TLDR: Mostly lost water weight. I'd done it enough to really know how my body
worked. I knew the exercise techniques that worked particularly well for me,
and I ate a super-clean diet.

This wasn't a Jared Fogel style "I lost x lbs." He lost fat/tissue. For
wrestlers, it's mostly a water cut. In sports like wrestling, boxing, or
anything with a weight division you may need to lose water weight to get down
to the cap of your division. I was 171 in HS and 197-184 in college. You have
to be below the division cap (any over 171 in this case would get you DQ'ed).

Water weight isn't too hard to lose when you start. In your sleep, we all lose
from 1-3 lbs, then we use the restroom when we wake up (.3-.6 lbs). If you
start with a workout in the morning (1-2 lbs depending on the workout), you
can walk 2-3 more lbs off throughout the day. Of course, normal people eat and
drink in the course of the day to "refill." Over time, you get to the point
where you know how to master this cycle, with extra workouts to boost it, and
control your diet to engage the metabolic systems. It's a delicate balance.

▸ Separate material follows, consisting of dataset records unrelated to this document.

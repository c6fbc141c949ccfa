mod cli;

use std::str::FromStr;
use std::sync::Arc;

use anyhow::{Context, Result};
use cli::{Cli, Command};
use log::{debug, info};

use downloader_core::config::HashAlgorithm;
use downloader_core::facade::{
    DownloadFileArgs, ListDownloadsArgs, ToolFacade, VerifyIntegrityArgs,
};
use downloader_core::orchestrator::{Orchestrator, DEFAULT_MAX_CONCURRENT_TASKS};
use downloader_core::progress::ProgressMonitor;
use downloader_core::registry::TaskRegistry;
use downloader_core::resume_store::{ResumeStore, DEFAULT_RESUME_DIR};
use downloader_core::session::SessionManager;
use downloader_core::task::Status;

const DEFAULT_REGISTRY_PATH: &str = "tasks.json";

#[tokio::main]
async fn main() {
    if let Err(err) = run().await {
        log::error!("{err}");
        std::process::exit(1);
    }
}

async fn run() -> Result<()> {
    let cli = Cli::parse();
    init_logger(&cli);
    debug!("CLI arguments: {:?}", cli);

    let client = reqwest::Client::builder()
        .build()
        .context("failed to build HTTP client")?;
    let registry = Arc::new(TaskRegistry::load(DEFAULT_REGISTRY_PATH).await);
    let resume_store = Arc::new(ResumeStore::new(DEFAULT_RESUME_DIR));
    let progress = Arc::new(ProgressMonitor::new());
    let sessions = Arc::new(SessionManager::new(client.clone()));
    let orchestrator = Arc::new(Orchestrator::new(
        client,
        registry,
        resume_store,
        progress,
        sessions.clone(),
        DEFAULT_MAX_CONCURRENT_TASKS,
    ));
    let facade = ToolFacade::new(orchestrator, sessions);

    let response = match cli.command {
        Command::Get {
            url,
            output,
            concurrency,
            no_resume,
            sha256,
            blocking,
        } => {
            facade
                .download_file(DownloadFileArgs {
                    url,
                    output_path: output,
                    filename: None,
                    max_concurrency: concurrency,
                    chunk_size: None,
                    timeout: None,
                    retry_count: None,
                    work_mode: Some(if blocking {
                        downloader_core::config::WorkMode::Blocking
                    } else {
                        downloader_core::config::WorkMode::NonBlocking
                    }),
                    enable_resume: Some(!no_resume),
                    session_id: None,
                    headers: None,
                    integrity: sha256.map(|expected| downloader_core::config::IntegrityConfig {
                        algorithm: HashAlgorithm::Sha256,
                        expected_checksum: Some(expected),
                        verify_segments: true,
                        verify_final: true,
                    }),
                })
                .await
        }
        Command::Status { task_id } => facade.get_download_status(&task_id).await,
        Command::Pause { task_id } => facade.pause_download(&task_id).await,
        Command::Resume { task_id } => facade.resume_download(&task_id).await,
        Command::Cancel { task_id } => facade.cancel_download(&task_id).await,
        Command::List { status, limit, offset } => {
            let status = match status {
                Some(raw) => Some(parse_status(&raw)?),
                None => None,
            };
            facade.list_downloads(ListDownloadsArgs { status, limit, offset }).await
        }
        Command::Verify { file_path, algorithm, expected } => {
            let algorithm = HashAlgorithm::from_str(&algorithm)
                .map_err(|e| anyhow::anyhow!("{e}"))?;
            facade
                .verify_integrity(VerifyIntegrityArgs {
                    file_path,
                    algorithm,
                    expected_checksum: expected,
                    generate_report: false,
                })
                .await
        }
    };

    let rendered = serde_json::to_string_pretty(&response).context("failed to render response")?;
    println!("{rendered}");
    if !response.success {
        std::process::exit(1);
    }
    info!("command completed");
    Ok(())
}

fn parse_status(raw: &str) -> Result<Status> {
    match raw.to_ascii_lowercase().as_str() {
        "pending" => Ok(Status::Pending),
        "downloading" => Ok(Status::Downloading),
        "paused" => Ok(Status::Paused),
        "completed" => Ok(Status::Completed),
        "failed" => Ok(Status::Failed),
        "cancelled" | "canceled" => Ok(Status::Cancelled),
        other => Err(anyhow::anyhow!("unknown status filter: {other}")),
    }
}

fn init_logger(cli: &Cli) {
    use env_logger::Env;
    use log::LevelFilter;

    let mut builder = env_logger::Builder::from_env(Env::default().default_filter_or("info"));
    let level = if cli.quiet {
        LevelFilter::Error
    } else if cli.verbose {
        LevelFilter::Debug
    } else {
        LevelFilter::Info
    };
    builder.filter_level(level);
    if !cli.verbose {
        builder.format_timestamp_secs();
    }
    let _ = builder.try_init();
}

In college, I wasn't a starter who had to weight in weekly, so I wasn't always
close to weight. Even though we'd work out 2-3 hours a day, we have our bodies
to the point where an extra push is required to get down to size. Typically,
someone my size and structure should never have been more than 5-10 lbs
overweight at most. I just came in one Monday weighing a great deal, and I was
also tapped to start for that match to give our starter a rest. Since my
resting/homeostasis weight was 5-10 lbs over, losing the first 10 lb chunk was
easy. The next portion was a little rougher, but I'd been doing this for 7
years (HS + college), so I knew how to do it.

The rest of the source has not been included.